Cusco, and Machu Picchu
 

 

 

 

2-5-02 Tues

We depart for Peru, flying through La Guardia (a reassuring name) to Miami; as we fly over New York City I look for the holes that were the trade towers. I could see the Chrysler building but nothing more.  I imagine the pilot knew where to look; perhaps he said a silent prayer for his lost fellows.

 

On the flight from Miami to Peru we glance at our fellow passengers, trying to spot likely candidates who might be making the same trip. When we arrive at Peru around 11 PM, despite the hour, the airport is teeming with people. In the customs lines we spot four other OAT yellow luggage tags.  Finally we find the OAT sign and our guide Percy, or should I say he finds us.

 

We go by van to the hotel in the Miraflores (Look at the flowers) district of Lima.
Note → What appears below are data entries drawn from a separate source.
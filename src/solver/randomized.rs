use tracing::trace;

use crate::engine::apply::{Game, MoveBuffer};
use crate::engine::score::{loss_score, terminal_value_at_root};
use crate::hash::node_key;
use crate::state::Node;
use crate::types::CELL_COUNT;

use super::negamax::negamax_counted;

/// Best-play solver with position-dependent tie-breaking: move enumeration
/// starts at an offset derived from the stable node key, so score-tied moves
/// resolve differently across structurally different positions while staying
/// perfectly reproducible for a fixed node. No process randomness is involved.
#[derive(Debug, Clone)]
pub struct RandomizedSolver<'a> {
    game: &'a Game,
    node: Node,
}

impl<'a> RandomizedSolver<'a> {
    #[inline]
    pub fn new(game: &'a Game, node: Node) -> Self {
        Self { game, node }
    }

    /// Current position of the play-out cursor.
    #[inline]
    pub fn node(&self) -> Node {
        self.node
    }

    /// Best move plus absolute score at the cursor; no move when the position
    /// is terminal or blocked.
    pub fn select_move(&self) -> (Option<u8>, i32) {
        let (best_move, relative) = self.select_move_relative();
        (best_move, self.node.side_to_move().sign() * relative)
    }

    fn select_move_relative(&self) -> (Option<u8>, i32) {
        if let Some(value) = terminal_value_at_root(&self.node) {
            return (None, value);
        }

        let mut buf: MoveBuffer = [0; CELL_COUNT as usize];
        let count = self.game.populate_legal_moves(&self.node, &mut buf);
        if count == 0 {
            return (None, loss_score(&self.node));
        }

        let start = (node_key(&self.node) % count as u64) as usize;
        let mut nodes = 0u64;
        let mut best_move = None;
        let mut best = i32::MIN;
        for offset in 0..count {
            let cell = buf[(start + offset) % count];
            let child = self.game.make_move_unchecked(self.node, cell);
            let value = -negamax_counted(self.game, &child, &mut nodes);
            if value > best {
                best = value;
                best_move = Some(cell);
            }
        }
        trace!(start, count, nodes, "rotated move selection");
        (best_move, best)
    }

    /// Select and apply one move, advancing the cursor. The score is always
    /// reported; the move is `None` once the game is over.
    pub fn make_move(&mut self) -> (Option<u8>, i32) {
        let (best_move, score) = self.select_move();
        if let Some(cell) = best_move {
            self.node = self.game.make_move_unchecked(self.node, cell);
        }
        (best_move, score)
    }

    /// Play out to a terminal position, returning the move line and the
    /// (constant, optimal) absolute score.
    pub fn play_out(&mut self) -> (Vec<u8>, i32) {
        let mut moves = Vec::new();
        let (first, score) = self.make_move();
        let Some(first) = first else {
            return (moves, score);
        };
        moves.push(first);
        loop {
            let (cell, step_score) = self.make_move();
            let Some(cell) = cell else { break };
            debug_assert_eq!(step_score, score);
            moves.push(cell);
        }
        (moves, score)
    }
}
use thiserror::Error;

use crate::board::Board;
use crate::cards::Card;
use crate::state::{Node, NodeError};
use crate::types::{is_center_block, CELL_COUNT};

/// Scratch buffer for candidate-move enumeration. A stack-allocated array of
/// board size; each enumeration fully owns the buffer it is handed.
pub type MoveBuffer = [u8; CELL_COUNT as usize];

#[derive(Debug, Error, Clone, PartialEq, Eq)]
pub enum MoveError {
    #[error("cell {0} is outside the 16 board cells")]
    OutOfRange(u8),
    #[error("the opening move may not target the center block (cell {0})")]
    CenterBlockOpening(u8),
    #[error("card {card} at cell {cell} shares neither rank nor suit with the last card {last}")]
    NoRankOrSuitMatch { cell: u8, card: Card, last: Card },
    #[error("cell {0} already carries a token")]
    Occupied(u8),
}

/// Rules engine: owns the immutable card layout and derives legality,
/// move application and nothing else. All state lives in [`Node`] values.
#[derive(Debug, Clone)]
pub struct Game {
    board: Board,
}

impl Game {
    #[inline]
    pub fn new(board: Board) -> Self {
        Self { board }
    }

    #[inline]
    pub fn board(&self) -> &Board {
        &self.board
    }

    /// Card on the cell played last, if any move has been made.
    #[inline]
    fn last_card(&self, node: &Node) -> Option<Card> {
        node.last_cell().map(|cell| self.board.card(cell))
    }

    /// Fill `out` with the legal moves at `node`, returning the count.
    ///
    /// Opening: every cell except the center block. Afterwards: unoccupied
    /// cells whose card shares rank or suit with the last-played card.
    pub fn populate_legal_moves(&self, node: &Node, out: &mut MoveBuffer) -> usize {
        let mut count = 0usize;
        match self.last_card(node) {
            None => {
                for cell in 0..CELL_COUNT {
                    if is_center_block(cell) {
                        continue;
                    }
                    out[count] = cell;
                    count += 1;
                }
            }
            Some(last) => {
                let occupied = node.occupied();
                for cell in 0..CELL_COUNT {
                    if occupied & (1 << cell) != 0 {
                        continue;
                    }
                    if !last.matches(self.board.card(cell)) {
                        continue;
                    }
                    out[count] = cell;
                    count += 1;
                }
            }
        }
        count
    }

    /// Allocating convenience wrapper around [`Self::populate_legal_moves`].
    pub fn legal_moves(&self, node: &Node) -> Vec<u8> {
        let mut buf: MoveBuffer = [0; CELL_COUNT as usize];
        let count = self.populate_legal_moves(node, &mut buf);
        buf[..count].to_vec()
    }

    /// Strict move application: validates the move and names the violated
    /// rule on failure.
    pub fn make_move(&self, node: Node, cell: u8) -> Result<Node, MoveError> {
        if cell >= CELL_COUNT {
            return Err(MoveError::OutOfRange(cell));
        }
        match self.last_card(&node) {
            Some(last) => {
                let card = self.board.card(cell);
                if !last.matches(card) {
                    return Err(MoveError::NoRankOrSuitMatch { cell, card, last });
                }
            }
            None => {
                if is_center_block(cell) {
                    return Err(MoveError::CenterBlockOpening(cell));
                }
            }
        }
        match node.add_token(cell) {
            Ok(child) => Ok(child),
            Err(NodeError::CellOccupied(c)) => Err(MoveError::Occupied(c)),
            Err(_) => unreachable!("cell range was validated above"),
        }
    }

    /// Non-throwing twin of [`Self::make_move`]: `None` on any illegal move,
    /// leaving the caller's node untouched.
    #[inline]
    pub fn try_make_move(&self, node: Node, cell: u8) -> Option<Node> {
        self.make_move(node, cell).ok()
    }

    /// Trusts that `cell` came out of legal-move generation for `node`.
    #[inline]
    pub fn make_move_unchecked(&self, node: Node, cell: u8) -> Node {
        debug_assert!(cell < CELL_COUNT);
        debug_assert!(match self.last_card(&node) {
            Some(last) => last.matches(self.board.card(cell)),
            None => !is_center_block(cell),
        });
        node.add_token_unchecked(cell)
    }
}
The roadway to the hotel overlooks the Pacific Ocean – there are no water front houses and hotels; it is beaches and parks. This is refreshing to one from Bar Harbor where possession of the waterfront and its use is a cutthroat activity. Percy is a joking young man, perhaps in his 30s with a clear and excellent command of English. In Peru, to be a guide, one generally completes a college degree in tourism.

 

2-6-02 Wed.

Lovely hotel. Not accustomed to summer warmth. Yesterday it rained, which is a rare event for Lima in the summer season. Our fellow travelers are gray hairs (guess we are, too), all with a love of travel. Among our companions are George and Nancy, his wife. He was a foreign correspondent for many years, later working for the state department under Kissinger during the Nixon years. He is an outgoing and fun loving man.  Lucille and Jeanne are old friends, both widowed and from New Jersey.  They remind me of Helen Keeney and her friends. Staunch and beautiful both, Jeanne tasteful and fashionable – they are informed and interesting. Karen and Ed, respectively nurse and dentist - Joan and Ajit (doctor and professor). We cover the professional spectrum. Marilyn and Art, Mimi, Don, Russell and Ramona. All funny, warm people.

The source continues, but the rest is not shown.